What is diabetes?
Diabetes is a chronic metabolic disorder for which there is no cure. Diabetes mellitus (DM), commonly referred to as diabetes, is a disease in which there are high blood sugar levels over a prolonged period. Normally the level of sugar, also called glucose, in our body is controlled by insulin. Insulin is a hormone that is produced by the pancreas gland in the abdomen. In a diabetic, the pancreas produces little or no insulin, or the body has become resistant to insulin – which of the two depends on the type of diabetes.
Anyone can get diabetes. Certain people are born more likely to develop diabetes, while others develop lifestyle habits that increase their risk of diabetes. The symptoms of diabetes can vary, ranging from mild to severe. In the long term, diabetes can cause a variety of health problems. That’s why it is important to treat diabetes.
The number of people diagnosed with diabetes in the UK is approximately four million.
Types of diabetes
There are two main types of diabetes – type 1 diabetes and type 2 diabetes . In type 1 diabetes, the body stops producing insulin. Type 2 diabetes is where the pancreas doesn’t produce enough insulin, or the body’s cells don’t react to insulin. This is known as insulin resistance. Type 2 diabetes is far more common than type 1, and tends to affect older and overweight people. However, because more and more people in our society are too heavy, type 2 diabetes is now becoming commoner amongst younger people.
Women can also develop diabetes during pregnancy. This type of diabetes is called gestational diabetes .
What causes diabetes?
As mentioned earlier, insulin plays an important role in controlling the use of glucose (sugar) in the body. When food is digested and carbohydrates enter our bloodstream, insulin moves glucose out of the blood and into cells, where it’s broken down to produce energy. That’s why after eating sweet foods such as candy, cake, jam or lemonade, but also rice, pasta, potatoes and bread, our blood sugar level rises. Insulin prevents our blood sugar from rising too high.
What causes type 1 diabetes?
Type 1 diabetes is an auto-immune disease. When you have an auto-immune disease, the white blood cells cannot distinguish between foreign substances and substances naturally occurring in the body, causing the good cells to be attacked. In type 1 diabetes, the body’s immune system attacks and destroys the cells that produce insulin. It’s not known precisely what causes type 1 diabetes. What we do know is that people with this type of diabetes often inherit a predisposition to the disease, which causes imbalances within their immune system. Type 1 diabetes has also been linked to viruses, environmental factors, and nutrients such as gluten or cow’s milk in baby food.

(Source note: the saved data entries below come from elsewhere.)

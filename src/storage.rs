//! Storage collaborator interface.
//!
//! The indexer core never touches paths directly: a [`Storage`]
//! implementation answers whether the backing medium is usable and resolves
//! job names into paths. Production code uses [`DirStorage`]; tests
//! substitute mocks for the unavailable and read-only cases.

use std::path::{Path, PathBuf};

/// Availability of the storage medium holding G-code jobs.
#[derive(Debug, Clone, Copy, PartialEq, Eq)]
pub enum MountState {
    /// Mounted and writable.
    Mounted,
    /// Mounted read-only. Reading jobs is still fine.
    ReadOnly,
    /// Not present or not accessible.
    Unavailable,
}

impl MountState {
    /// True when jobs can be read from the medium.
    pub fn is_readable(self) -> bool {
        matches!(self, MountState::Mounted | MountState::ReadOnly)
    }
}

/// Where G-code jobs live and whether they can currently be read.
pub trait Storage {
    /// Probe the medium.
    fn state(&self) -> MountState;

    /// Resolve a job name into a concrete path on the medium.
    fn resolve(&self, name: &str) -> PathBuf;
}

/// Directory-backed storage: a root directory stands in for the removable
/// medium of a printer host.
#[derive(Debug, Clone)]
pub struct DirStorage {
    root: PathBuf,
}

impl DirStorage {
    pub fn new(root: impl Into<PathBuf>) -> Self {
        Self { root: root.into() }
    }

    pub fn root(&self) -> &Path {
        &self.root
    }
}

impl Storage for DirStorage {
    fn state(&self) -> MountState {
        match std::fs::metadata(&self.root) {
            Ok(meta) if meta.is_dir() => {
                if meta.permissions().readonly() {
                    MountState::ReadOnly
                } else {
                    MountState::Mounted
                }
            }
            _ => MountState::Unavailable,
        }
    }

    fn resolve(&self, name: &str) -> PathBuf {
        self.root.join(name)
    }
}
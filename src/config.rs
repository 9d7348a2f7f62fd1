//! Configuration for the indexer CLI.
//!
//! Handles:
//! - Command-line argument parsing
//! - Splitting the job path into a storage root and a job name

use anyhow::{Context, Result};
use clap::Parser;
use std::path::PathBuf;

use crate::parser::ErrorPolicy;

/// Command-line arguments for the layer indexer
#[derive(Debug, Parser)]
#[command(name = "gcode-index")]
#[command(about = "Build a layer index for a G-code file in one streaming pass")]
#[command(version)]
pub struct Args {
    /// G-code file to index
    pub file: PathBuf,

    /// What to do when a line fails to scan or decode
    #[arg(long, value_enum, default_value_t = ErrorPolicy::Abort)]
    pub on_error: ErrorPolicy,

    /// Emit the resulting index as JSON instead of a plain summary
    #[arg(long)]
    pub json: bool,

    /// Log every decoded command at debug level
    #[arg(long)]
    pub explain: bool,

    /// Log level for the indexer
    #[arg(
        long,
        default_value = "info",
        help = "Log level (trace, debug, info, warn, error)"
    )]
    pub log_level: String,
}

/// Resolved configuration for one indexing run
#[derive(Debug, Clone)]
pub struct Config {
    /// Directory standing in for the storage medium
    pub storage_root: PathBuf,
    /// Job name relative to the storage root
    pub job_name: String,
    /// Line-failure policy
    pub on_error: ErrorPolicy,
    /// JSON output instead of the plain summary
    pub json: bool,
    /// Per-command explanations at debug level
    pub explain: bool,
    /// Log level
    pub log_level: String,
}

impl Config {
    /// Create configuration from command-line arguments
    pub fn from_args_and_env() -> Result<Self> {
        Self::from_args(Args::parse())
    }

    /// Create configuration from explicit arguments (useful for testing)
    pub fn from_args(args: Args) -> Result<Self> {
        let job_name = args
            .file
            .file_name()
            .and_then(|n| n.to_str())
            .map(str::to_string)
            .with_context(|| format!("{} has no file name", args.file.display()))?;
        let storage_root = match args.file.parent() {
            Some(p) if !p.as_os_str().is_empty() => p.to_path_buf(),
            _ => PathBuf::from("."),
        };

        Ok(Config {
            storage_root,
            job_name,
            on_error: args.on_error,
            json: args.json,
            explain: args.explain,
            log_level: args.log_level,
        })
    }
}

#[cfg(test)]
mod tests {
    use super::*;

    fn args(file: &str) -> Args {
        Args {
            file: PathBuf::from(file),
            on_error: ErrorPolicy::Abort,
            json: false,
            explain: false,
            log_level: "info".to_string(),
        }
    }

    #[test]
    fn splits_path_into_root_and_name() {
        let config = Config::from_args(args("/media/card/job.gcode")).expect("config");
        assert_eq!(config.storage_root, PathBuf::from("/media/card"));
        assert_eq!(config.job_name, "job.gcode");
    }

    #[test]
    fn bare_file_name_uses_current_directory() {
        let config = Config::from_args(args("job.gcode")).expect("config");
        assert_eq!(config.storage_root, PathBuf::from("."));
        assert_eq!(config.job_name, "job.gcode");
    }
}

What causes type 2 diabetes?
Type 2 diabetes is especially common among the elderly population (in adults aged 40 years and over). Although it is thought that type 2 diabetes has a strong hereditary component, a number of lifestyle factors are also known to be important to the development of the disease. Being overweight and lack of exercise are primary risk factor for type 2 diabetes. Other risk factors include smoking and an unhealthy diet. In the UK, around 90% of all adults with diabetes have type 2.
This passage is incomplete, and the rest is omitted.